John Hickenlooper thinks he can unite America, bloopers and all
Against long odds, John Hickenlooper, the lanky former governor of Colorado, believes he can change that.
“What I’m really good at,” he said recently, sitting in the back seat of his campaign’s Chevy Tahoe, “is what this country most needs right now.”
Since announcing his candidacy for president in early March, Hickenlooper has stayed at the bottom of the polls, gained just a bump on Twitter and made major news only once, after telling CNN he accidentally watched an X-rated movie with his mother.
He’s a 67-year-old white man in a field of potentially history-making candidates, and he has far less name recognition or fundraising muscle than former Vice President Joe Biden, who announced his official campaign last week. As voters have flocked to the formerly unknown Pete Buttigieg, mayor of South Bend, Indiana, Hickenlooper has failed to attract a buzz.
But Hickenlooper says he is simply waiting for his moment.
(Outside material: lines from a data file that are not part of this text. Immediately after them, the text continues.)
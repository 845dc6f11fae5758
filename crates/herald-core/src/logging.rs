//! Logging infrastructure for HERALD.
//!
//! This module provides structured logging using the `tracing` ecosystem.
//! The notification subsystem never surfaces errors to the UI layer, so the
//! log is the only place failures (fetch errors, reconnect attempts, skipped
//! malformed items) become visible.
//!
//! ## Features
//!
//! - JSON lines format for machine parsing
//! - File output to `~/.herald/logs/herald.log`
//! - Console output with configurable verbosity
//! - `--verbose` flag support for debug logging
//!
//! ## Example
//!
//! ```no_run
//! use herald_core::logging;
//!
//! // Initialize logging (call once at startup)
//! let _guard = logging::init_logging(None, false).expect("logging init");
//!
//! // Use tracing macros
//! tracing::info!("notification service started");
//! tracing::debug!(chat_id = "room-42", "suppressing alert for active chat");
//! ```

use std::path::PathBuf;

use tracing_appender::non_blocking::WorkerGuard;
use tracing_subscriber::{
    EnvFilter,
    fmt::{self, format::FmtSpan},
    layer::SubscriberExt,
    util::SubscriberInitExt,
};

use crate::error::{HeraldError, Result};

/// Guard that must be held to ensure log flushing on shutdown.
///
/// When this guard is dropped, it flushes any pending log entries.
/// Keep this guard alive for the lifetime of the application.
pub struct LogGuard {
    _file_guard: Option<WorkerGuard>,
}

/// Initialize the HERALD logging system.
///
/// This sets up:
/// - File logging to `~/.herald/logs/herald.log` (JSON lines format)
/// - Console logging to stderr (human-readable format)
///
/// # Arguments
///
/// * `log_dir` - Optional custom log directory. Defaults to `~/.herald/logs/`
/// * `verbose` - If true, sets log level to DEBUG. Otherwise uses INFO.
///
/// # Returns
///
/// A [`LogGuard`] that must be held for the application lifetime to ensure
/// logs are properly flushed on shutdown.
pub fn init_logging(log_dir: Option<PathBuf>, verbose: bool) -> Result<LogGuard> {
    let log_dir = match log_dir {
        Some(dir) => dir,
        None => default_log_dir()?,
    };

    std::fs::create_dir_all(&log_dir).map_err(|e| HeraldError::DirectoryCreation {
        path: log_dir.clone(),
        source: e,
    })?;

    // Set up file appender for JSON logs
    let file_appender = tracing_appender::rolling::daily(&log_dir, "herald.log");
    let (non_blocking_file, file_guard) = tracing_appender::non_blocking(file_appender);

    // Determine log level based on verbose flag and environment
    let default_level = if verbose { "debug" } else { "info" };
    let env_filter = EnvFilter::try_from_default_env()
        .unwrap_or_else(|_| EnvFilter::new(format!("herald={default_level}")));

    // JSON layer for file output
    let file_layer = fmt::layer()
        .with_writer(non_blocking_file)
        .with_ansi(false)
        .json()
        .with_span_events(FmtSpan::CLOSE)
        .with_current_span(true)
        .with_span_list(true);

    // Human-readable layer for console output
    let console_layer = fmt::layer()
        .with_writer(std::io::stderr)
        .with_ansi(true)
        .with_target(true)
        .with_thread_ids(false)
        .with_thread_names(false)
        .with_file(verbose)
        .with_line_number(verbose)
        .compact();

    tracing_subscriber::registry()
        .with(env_filter)
        .with(file_layer)
        .with(console_layer)
        .init();

    tracing::debug!(log_dir = %log_dir.display(), verbose, "logging initialized");

    Ok(LogGuard {
        _file_guard: Some(file_guard),
    })
}

/// Initialize minimal console-only logging for testing.
///
/// This is a simpler alternative to [`init_logging`] that only logs to stderr.
/// Useful for tests and development.
pub fn init_test_logging() {
    let _ = tracing_subscriber::fmt()
        .with_env_filter(EnvFilter::new("debug"))
        .with_test_writer()
        .try_init();
}

/// Get the default HERALD state directory (`~/.herald/`).
pub fn default_state_dir() -> Result<PathBuf> {
    let home = dirs::home_dir().ok_or_else(|| HeraldError::Internal {
        message: "could not determine home directory".into(),
    })?;

    Ok(home.join(".herald"))
}

/// Get the default log directory path.
///
/// Returns `~/.herald/logs/`
pub fn default_log_dir() -> Result<PathBuf> {
    Ok(default_state_dir()?.join("logs"))
}

#[cfg(test)]
mod tests {
    use super::*;

    #[test]
    fn test_default_log_dir_is_under_state_dir() {
        let state = default_state_dir().unwrap();
        let logs = default_log_dir().unwrap();
        assert!(logs.starts_with(&state));
        assert!(logs.ends_with("logs"));
    }

    #[test]
    fn test_init_test_logging() {
        // Should not panic
        init_test_logging();
    }
}
//! End-to-end chat notification tests: a loopback server pushes events
//! through the real transport into the service.

mod common;

use std::sync::Arc;
use std::sync::atomic::Ordering;
use std::time::Duration;

use chrono::Utc;
use herald_core::{MemoryStateStore, StateStore};
use serde_json::{Value, json};
use tokio::io::{AsyncBufReadExt, AsyncWriteExt, BufReader};
use tokio::net::TcpListener;
use tokio::time::timeout;

use herald_transport::{EventFrame, events};

use common::{Fixture, fixture_with};

const WAIT: Duration = Duration::from_secs(5);

struct Server {
    lines: tokio::io::Lines<BufReader<tokio::net::tcp::OwnedReadHalf>>,
    write: tokio::net::tcp::OwnedWriteHalf,
}

impl Server {
    async fn push(&mut self, event: &str, data: Value) {
        let line = EventFrame::new(event, data).encode().unwrap();
        self.write.write_all(line.as_bytes()).await.unwrap();
        self.write.write_all(b"\n").await.unwrap();
    }

    async fn expect_join(&mut self) {
        let line = timeout(WAIT, self.lines.next_line())
            .await
            .unwrap()
            .unwrap()
            .expect("connection closed before join");
        let frame = EventFrame::decode(&line).unwrap();
        assert_eq!(frame.event, events::JOIN_ROOM);
    }
}

/// Start the service against a loopback listener and accept its connection.
async fn started_fixture() -> (Fixture, Server) {
    let listener = TcpListener::bind("127.0.0.1:0").await.unwrap();
    let addr = listener.local_addr().unwrap().to_string();

    let f = fixture_with(&addr, Arc::new(MemoryStateStore::new()));
    f.service.start();

    let (stream, _) = timeout(WAIT, listener.accept()).await.unwrap().unwrap();
    let (read, write) = stream.into_split();
    let mut server = Server {
        lines: BufReader::new(read).lines(),
        write,
    };
    server.expect_join().await;

    (f, server)
}

fn message_payload(chat_id: &str, message_id: &str, sender: &str, content: &str) -> Value {
    json!({
        "message": {
            "id": message_id,
            "sender": sender,
            "content": content,
            "timestamp": Utc::now().to_rfc3339(),
        },
        "sender_name": sender,
        "chat_id": chat_id,
    })
}

/// Poll until `check` passes or the wait budget runs out.
async fn eventually(mut check: impl FnMut() -> bool) {
    for _ in 0..200 {
        if check() {
            return;
        }
        tokio::time::sleep(Duration::from_millis(25)).await;
    }
    panic!("condition never became true");
}

#[tokio::test]
async fn test_pushed_message_lands_in_feed() {
    let (f, mut server) = started_fixture().await;

    server
        .push(
            events::NEW_MESSAGE,
            message_payload("room-7", "m1", "bob@example.com", "lunch?"),
        )
        .await;

    eventually(|| f.service.notifications().len() == 1).await;

    let feed = f.service.notifications();
    assert_eq!(feed[0].id, "message_m1");
    assert_eq!(feed[0].title, "New message from bob@example.com");
    assert_eq!(f.sink.toasts.load(Ordering::SeqCst), 1);
    assert_eq!(f.sink.tones.load(Ordering::SeqCst), 1);

    f.service.stop();
}

#[tokio::test]
async fn test_active_chat_suppression_end_to_end() {
    let (f, mut server) = started_fixture().await;

    f.service.set_current_chat("room-42");
    server
        .push(
            events::NEW_MESSAGE,
            message_payload("room-42", "m1", "bob@example.com", "hi"),
        )
        .await;
    // The event for a different room still alerts.
    server
        .push(
            events::NEW_MESSAGE,
            message_payload("room-7", "m2", "bob@example.com", "over here"),
        )
        .await;

    eventually(|| f.service.notifications().len() == 1).await;
    let feed = f.service.notifications();
    assert_eq!(feed[0].chat_id(), Some("room-7"));

    // Clearing the active chat re-enables alerts for room-42.
    f.service.clear_current_chat();
    server
        .push(
            events::NEW_MESSAGE,
            message_payload("room-42", "m3", "ann@example.com", "now you see me"),
        )
        .await;
    eventually(|| f.service.notifications().len() == 2).await;

    f.service.stop();
}

#[tokio::test]
async fn test_own_messages_do_not_alert() {
    let (f, mut server) = started_fixture().await;

    server
        .push(
            events::NEW_MESSAGE,
            message_payload("room-1", "m1", "me@example.com", "talking to myself"),
        )
        .await;
    server
        .push(
            events::NEW_MESSAGE,
            message_payload("room-1", "m2", "bob@example.com", "hello"),
        )
        .await;

    // Once bob's later message is visible, mine must not be.
    eventually(|| !f.service.notifications().is_empty()).await;
    let feed = f.service.notifications();
    assert_eq!(feed.len(), 1);
    assert_eq!(feed[0].id, "message_m2");

    f.service.stop();
}

#[tokio::test]
async fn test_unread_counters_follow_read_events() {
    let (f, mut server) = started_fixture().await;

    server
        .push(events::CHAT_NEW_MESSAGE, json!({"chat_id": "room-1"}))
        .await;
    server
        .push(events::CHAT_NEW_MESSAGE, json!({"chat_id": "room-1"}))
        .await;
    server
        .push(events::CHAT_NEW_MESSAGE, json!({"chat_id": "room-2"}))
        .await;

    eventually(|| f.service.total_unread() == 3).await;
    assert_eq!(f.service.unread_for_chat("room-1"), 2);

    server
        .push(events::CHAT_READ, json!({"chat_id": "room-1"}))
        .await;
    eventually(|| f.service.unread_for_chat("room-1") == 0).await;
    assert_eq!(f.service.total_unread(), 1);

    f.service.stop();
}

#[tokio::test]
async fn test_open_chat_clears_and_reports_to_server() {
    let (f, mut server) = started_fixture().await;

    server
        .push(
            events::NEW_MESSAGE,
            message_payload("room-9", "m1", "bob@example.com", "ping"),
        )
        .await;
    eventually(|| f.service.unread_count_for_user("bob@example.com") == 1).await;

    f.service.open_chat("room-9").await;

    assert_eq!(f.service.unread_for_chat("room-9"), 0);
    assert_eq!(f.service.unread_count(), 0);
    assert_eq!(f.chat_api.reads.lock().unwrap().as_slice(), ["room-9"]);

    f.service.stop();
}

#[tokio::test]
async fn test_typing_events_pass_through_without_records() {
    let (f, mut server) = started_fixture().await;

    let (tx, mut rx) = tokio::sync::mpsc::unbounded_channel::<Value>();
    f.service.on_user_typing(Arc::new(move |data| {
        let _ = tx.send(data);
    }));

    server
        .push(events::USER_TYPING, json!({"chat_id": "room-1", "user": "bob"}))
        .await;

    let payload = timeout(WAIT, rx.recv()).await.unwrap().unwrap();
    assert_eq!(payload["user"], "bob");
    assert!(f.service.notifications().is_empty());

    f.service.stop();
}

#[tokio::test]
async fn test_presence_roster_updates_from_push() {
    let (f, mut server) = started_fixture().await;

    server
        .push(
            events::ONLINE_USERS,
            json!({"users": ["ann@example.com", "bob@example.com"]}),
        )
        .await;
    eventually(|| f.service.is_online("ann@example.com")).await;

    // Bare-array payloads are accepted too, and replace the roster.
    server
        .push(events::ONLINE_USERS, json!(["bob@example.com"]))
        .await;
    eventually(|| !f.service.is_online("ann@example.com")).await;
    assert_eq!(f.service.online_users(), ["bob@example.com"]);

    f.service.stop();
}

#[tokio::test]
async fn test_start_and_stop_are_idempotent() {
    let (f, _server) = started_fixture().await;

    assert!(f.service.is_running());
    f.service.start();
    assert!(f.service.is_running());

    f.service.stop();
    assert!(!f.service.is_running());
    f.service.stop();
    assert!(!f.service.is_running());
}

#[tokio::test]
async fn test_sound_toggle_is_persisted_in_state() {
    let (f, _server) = started_fixture().await;

    assert!(f.service.sound_enabled());
    assert!(!f.service.toggle_sound());
    assert_eq!(f.state.get("sound_enabled").as_deref(), Some("false"));
    assert!(f.service.toggle_sound());
    assert_eq!(f.state.get("sound_enabled").as_deref(), Some("true"));

    f.service.stop();
}

#[tokio::test]
async fn test_record_change_produces_feed_entry() {
    let f = fixture_with("127.0.0.1:1", Arc::new(MemoryStateStore::new()));

    let record = f.service.record_change("created", "project", "Roadmap", "");
    assert_eq!(record.message, "me@example.com created project: Roadmap");

    let feed = f.service.notifications();
    assert_eq!(feed.len(), 1);
    assert_eq!(feed[0].id, record.id);
    assert_eq!(f.sink.toasts.load(Ordering::SeqCst), 1);
}
//! The notification service facade.
//!
//! [`NotificationService`] wires the poller, store, ledger, presenter, and
//! unread aggregator to a transport and exposes the operation surface the UI
//! consumes. It is an explicitly constructed object: every dependency
//! (transport, item sources, chat API, alert sink, state store, clock) is
//! injected, and the embedding host owns the lifecycle. There is no module
//! singleton.
//!
//! Polling and push remain two independent producers feeding one store; they
//! coordinate only through deterministic record ids, so racing deliveries of
//! the same underlying event stay idempotent.

use std::sync::atomic::{AtomicBool, Ordering};
use std::sync::{Arc, Mutex};

use serde_json::Value;
use tokio::task::JoinHandle;
use tracing::{info, warn};

use herald_core::{Clock, StateStore};
use herald_transport::{EventHandler, EventTransport, events};

use crate::config::NotifierConfig;
use crate::ledger::ShownLedger;
use crate::poller::DeadlineChecker;
use crate::presenter::{AlertPresenter, AlertSink, NewMessagePayload};
use crate::record::NotificationRecord;
use crate::sources::{ChatApi, TaskSource};
use crate::store::{Listener, NotificationStore};
use crate::unread::UnreadAggregator;

/// Everything the service needs injected.
pub struct ServiceDeps {
    pub transport: Arc<EventTransport>,
    pub source: Arc<dyn TaskSource>,
    pub chat_api: Arc<dyn ChatApi>,
    pub sink: Arc<dyn AlertSink>,
    pub state: Arc<dyn StateStore>,
    pub clock: Arc<dyn Clock>,
}

/// Client-side notification and presence core.
pub struct NotificationService {
    config: NotifierConfig,
    transport: Arc<EventTransport>,
    chat_api: Arc<dyn ChatApi>,
    store: Arc<NotificationStore>,
    presenter: Arc<AlertPresenter>,
    unread: Arc<UnreadAggregator>,
    checker: Arc<DeadlineChecker>,
    running: Arc<AtomicBool>,
    started: AtomicBool,
    poll_task: Mutex<Option<JoinHandle<()>>>,
    typing_listener: Arc<Mutex<Option<EventHandler>>>,
}

impl NotificationService {
    /// Build the service from its configuration and injected dependencies.
    pub fn new(config: NotifierConfig, deps: ServiceDeps) -> Self {
        let store = Arc::new(NotificationStore::with_capacity(config.max_notifications));

        let ledger = Arc::new(
            ShownLedger::new(deps.state.clone(), deps.clock.clone())
                .with_window(config.dedup_window()),
        );

        let presenter = Arc::new(AlertPresenter::new(
            deps.sink,
            deps.state,
            store.clone(),
            deps.clock.clone(),
            config.user_email.clone(),
            config.coalesce_window(),
        ));

        // Initially true so manual checks work before start().
        let running = Arc::new(AtomicBool::new(true));

        let checker = Arc::new(DeadlineChecker::new(
            deps.source,
            store.clone(),
            ledger,
            presenter.clone(),
            deps.clock,
            config.lookahead(),
            config.user_email.clone(),
            running.clone(),
        ));

        let unread = Arc::new(UnreadAggregator::new(
            store.clone(),
            deps.chat_api.clone(),
            config.user_email.clone(),
        ));

        Self {
            config,
            transport: deps.transport,
            chat_api: deps.chat_api,
            store,
            presenter,
            unread,
            checker,
            running,
            started: AtomicBool::new(false),
            poll_task: Mutex::new(None),
            typing_listener: Arc::new(Mutex::new(None)),
        }
    }

    /// Connect the transport, register push handlers, and launch the poller.
    /// Idempotent: a second call while running is a no-op.
    ///
    /// Must be called from within a tokio runtime.
    pub fn start(&self) {
        if self.started.swap(true, Ordering::SeqCst) {
            return;
        }
        self.running.store(true, Ordering::SeqCst);

        // Handlers first, so nothing delivered right after the join is lost.
        self.register_push_handlers();
        self.transport.connect();

        // One immediate check, then the fixed interval. Each tick runs as
        // its own task: a hung fetch never blocks the next tick.
        let checker = self.checker.clone();
        let interval = self.config.poll_interval();
        let handle = tokio::spawn(async move {
            let mut ticker = tokio::time::interval(interval);
            loop {
                ticker.tick().await;
                let checker = checker.clone();
                tokio::spawn(async move {
                    checker.check_deadlines().await;
                });
            }
        });
        *self.poll_task.lock().unwrap() = Some(handle);

        info!("notification service started");
    }

    /// Cancel the poller, detach push handlers, and close the transport.
    pub fn stop(&self) {
        if !self.started.swap(false, Ordering::SeqCst) {
            return;
        }
        self.running.store(false, Ordering::SeqCst);

        if let Some(handle) = self.poll_task.lock().unwrap().take() {
            handle.abort();
        }
        self.transport.disconnect();

        info!("notification service stopped");
    }

    fn register_push_handlers(&self) {
        let presenter = self.presenter.clone();
        self.transport.on(
            events::NEW_MESSAGE,
            Arc::new(move |data| match serde_json::from_value::<NewMessagePayload>(data) {
                Ok(payload) => presenter.handle_new_message(payload),
                Err(e) => warn!(error = %e, "ignoring malformed new_message payload"),
            }),
        );

        let unread = self.unread.clone();
        self.transport.on(
            events::CHAT_NEW_MESSAGE,
            Arc::new(move |data| {
                if let Some(chat_id) = data.get("chat_id").and_then(Value::as_str) {
                    unread.record_incoming(chat_id);
                }
            }),
        );

        let unread = self.unread.clone();
        self.transport.on(
            events::CHAT_READ,
            Arc::new(move |data| {
                if let Some(chat_id) = data.get("chat_id").and_then(Value::as_str) {
                    unread.record_read(chat_id);
                }
            }),
        );

        let unread = self.unread.clone();
        self.transport.on(
            events::ONLINE_USERS,
            Arc::new(move |data| {
                // Roster arrives either bare or wrapped in {"users": [...]}.
                let roster = data
                    .get("users")
                    .cloned()
                    .unwrap_or(data);
                match serde_json::from_value::<Vec<String>>(roster) {
                    Ok(users) => unread.set_online_users(users),
                    Err(e) => warn!(error = %e, "ignoring malformed online_users payload"),
                }
            }),
        );

        let typing = self.typing_listener.clone();
        self.transport.on(
            events::USER_TYPING,
            Arc::new(move |data| {
                let listener = typing.lock().unwrap().clone();
                if let Some(listener) = listener {
                    listener(data);
                }
            }),
        );
    }

    // =========================================================================
    // Feed access
    // =========================================================================

    /// Current feed snapshot, newest first.
    pub fn notifications(&self) -> Vec<NotificationRecord> {
        self.store.snapshot()
    }

    /// Register a feed listener (set semantics).
    pub fn add_listener(&self, listener: Listener) {
        self.store.subscribe(listener);
    }

    /// Remove a feed listener.
    pub fn remove_listener(&self, listener: &Listener) {
        self.store.unsubscribe(listener);
    }

    /// Mark one record read.
    pub fn mark_as_read(&self, id: &str) -> bool {
        self.store.mark_read(id)
    }

    /// Mark every record read.
    pub fn mark_all_as_read(&self) {
        self.store.mark_all_read();
    }

    /// Empty the feed.
    pub fn clear_all(&self) {
        self.store.clear_all();
    }

    /// Count of unread records in the feed.
    pub fn unread_count(&self) -> usize {
        self.store.unread_count()
    }

    /// Count of unread chat records from one sender.
    pub fn unread_count_for_user(&self, sender: &str) -> usize {
        self.store.unread_from_sender(sender)
    }

    // =========================================================================
    // Deadlines
    // =========================================================================

    /// Manually trigger one deadline check (also used by the interval loop).
    pub async fn check_deadlines(&self) {
        self.checker.check_deadlines().await;
    }

    // =========================================================================
    // Chat
    // =========================================================================

    /// The user opened a conversation: mark its records read locally, clear
    /// its badge, and tell the server.
    pub async fn open_chat(&self, chat_id: &str) {
        self.store.mark_chat_read(chat_id);
        self.unread.record_read(chat_id);
        if let Err(e) = self
            .chat_api
            .mark_chat_read(chat_id, &self.config.user_email)
            .await
        {
            warn!(chat_id, error = %e, "failed to mark chat read on server");
        }
    }

    /// Mark `chat_id` as currently open; its messages stop alerting.
    pub fn set_current_chat(&self, chat_id: impl Into<String>) {
        self.presenter.set_current_chat(chat_id);
    }

    /// No conversation is open anymore.
    pub fn clear_current_chat(&self) {
        self.presenter.clear_current_chat();
    }

    /// Unread count for one conversation.
    pub fn unread_for_chat(&self, chat_id: &str) -> u32 {
        self.unread.unread_for_chat(chat_id)
    }

    /// Global unread count across conversations.
    pub fn total_unread(&self) -> u32 {
        self.unread.total_unread()
    }

    /// Pull authoritative unread counts from the server.
    pub async fn refresh_unread(&self) {
        self.unread.refresh().await;
    }

    /// Currently online users, as last reported by the server.
    pub fn online_users(&self) -> Vec<String> {
        self.unread.online_users()
    }

    /// Whether `email` is currently online.
    pub fn is_online(&self, email: &str) -> bool {
        self.unread.is_online(email)
    }

    /// Register a callback for `user_typing` push events. The payload is
    /// passed through untouched; no record is produced.
    pub fn on_user_typing(&self, listener: EventHandler) {
        *self.typing_listener.lock().unwrap() = Some(listener);
    }

    // =========================================================================
    // Alerts & sound
    // =========================================================================

    /// Flip and persist the sound flag; returns the new value.
    pub fn toggle_sound(&self) -> bool {
        self.presenter.toggle_sound()
    }

    /// Whether the chime is currently enabled.
    pub fn sound_enabled(&self) -> bool {
        self.presenter.sound_enabled()
    }

    /// Ask for platform notification permission when undecided; returns
    /// whether notifications are permitted.
    pub fn request_permission(&self) -> bool {
        self.presenter.request_permission()
    }

    /// Produce a change-event record for a local user action.
    pub fn record_change(
        &self,
        action: &str,
        item_kind: &str,
        item_name: &str,
        details: &str,
    ) -> NotificationRecord {
        self.presenter
            .record_change(self.config.actor_name(), action, item_kind, item_name, details)
    }

    /// Whether [`start`] has been called without a matching [`stop`].
    ///
    /// [`start`]: NotificationService::start
    /// [`stop`]: NotificationService::stop
    pub fn is_running(&self) -> bool {
        self.started.load(Ordering::SeqCst)
    }

    /// The service configuration.
    pub fn config(&self) -> &NotifierConfig {
        &self.config
    }
}
//! Per-conversation and global unread counters.
//!
//! Counters are derived from two inputs: push events on the transport
//! (`chat:new_message` increments, `chat:read` clears) and authoritative
//! server counts fetched on demand. The store-derived count of unread chat
//! records is the floor for both, so a badge never shows less than what the
//! feed itself holds.

use std::collections::{HashMap, HashSet};
use std::sync::{Arc, Mutex};

use tracing::warn;

use crate::sources::ChatApi;
use crate::store::NotificationStore;

/// Badge counter and presence source for chat conversations.
pub struct UnreadAggregator {
    store: Arc<NotificationStore>,
    chat_api: Arc<dyn ChatApi>,
    user_email: String,
    counts: Mutex<HashMap<String, u32>>,
    online: Mutex<Vec<String>>,
}

impl UnreadAggregator {
    pub fn new(
        store: Arc<NotificationStore>,
        chat_api: Arc<dyn ChatApi>,
        user_email: impl Into<String>,
    ) -> Self {
        Self {
            store,
            chat_api,
            user_email: user_email.into(),
            counts: Mutex::new(HashMap::new()),
            online: Mutex::new(Vec::new()),
        }
    }

    /// Replace the online-user roster (presence push event).
    pub fn set_online_users(&self, users: Vec<String>) {
        *self.online.lock().unwrap() = users;
    }

    /// Currently online users, as last reported by the server.
    pub fn online_users(&self) -> Vec<String> {
        self.online.lock().unwrap().clone()
    }

    /// Whether `email` is in the online roster.
    pub fn is_online(&self, email: &str) -> bool {
        self.online.lock().unwrap().iter().any(|u| u == email)
    }

    /// A message arrived for `chat_id` (push event).
    pub fn record_incoming(&self, chat_id: &str) {
        let mut counts = self.counts.lock().unwrap();
        *counts.entry(chat_id.to_string()).or_insert(0) += 1;
    }

    /// `chat_id` was read (push event or local open).
    pub fn record_read(&self, chat_id: &str) {
        self.counts.lock().unwrap().remove(chat_id);
    }

    /// Pull authoritative counts from the server. Server values win for the
    /// conversations they mention; locally tracked conversations the server
    /// omits are kept. A fetch failure keeps the local counts.
    pub async fn refresh(&self) {
        match self.chat_api.unread_counts(&self.user_email).await {
            Ok(server) => {
                let mut counts = self.counts.lock().unwrap();
                for (chat_id, count) in server {
                    if count == 0 {
                        counts.remove(&chat_id);
                    } else {
                        counts.insert(chat_id, count);
                    }
                }
            }
            Err(e) => warn!(error = %e, "unread refresh failed, keeping local counts"),
        }
    }

    /// Unread count for one conversation.
    pub fn unread_for_chat(&self, chat_id: &str) -> u32 {
        let tracked = self
            .counts
            .lock()
            .unwrap()
            .get(chat_id)
            .copied()
            .unwrap_or(0);
        let stored = self.store.unread_for_chat(chat_id) as u32;
        tracked.max(stored)
    }

    /// Global unread count across all conversations.
    pub fn total_unread(&self) -> u32 {
        let counts = self.counts.lock().unwrap().clone();

        let mut chats: HashSet<String> = counts.keys().cloned().collect();
        for record in self.store.snapshot() {
            if !record.read
                && let Some(chat_id) = record.chat_id()
            {
                chats.insert(chat_id.to_string());
            }
        }

        chats
            .iter()
            .map(|chat_id| {
                let tracked = counts.get(chat_id).copied().unwrap_or(0);
                tracked.max(self.store.unread_for_chat(chat_id) as u32)
            })
            .sum()
    }
}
As governor, he brought together warring factions across the Rockies — environmentalists and oil companies, gun owners and regulators, cities and suburbs — and he’s betting that a candidate from the politically purple, deeply pragmatic Mountain West is exactly what America needs. (To be clear, some past Democratic nominees, like John Kerry, were born in the West. But none built their careers in the region.)
“Everybody said it was impossible!” Hickenlooper told a crowd in a packed bar in Concord, New Hampshire, standing on a pair of stools as he ran through his history of compromise. “Well, it wasn’t.”
Candidates from the Mountain West have long struggled to make it to the White House.
But Colorado is in many ways a microcosm of America. Split nearly evenly among Democrats, Republicans and independents, it has significant rural and Hispanic populations and has been ground zero for many of the nation’s most contentious debates over guns, climate change, marijuana and more. Hickenlooper believes his success in the state will help him attract a diversity of voters on the national stage.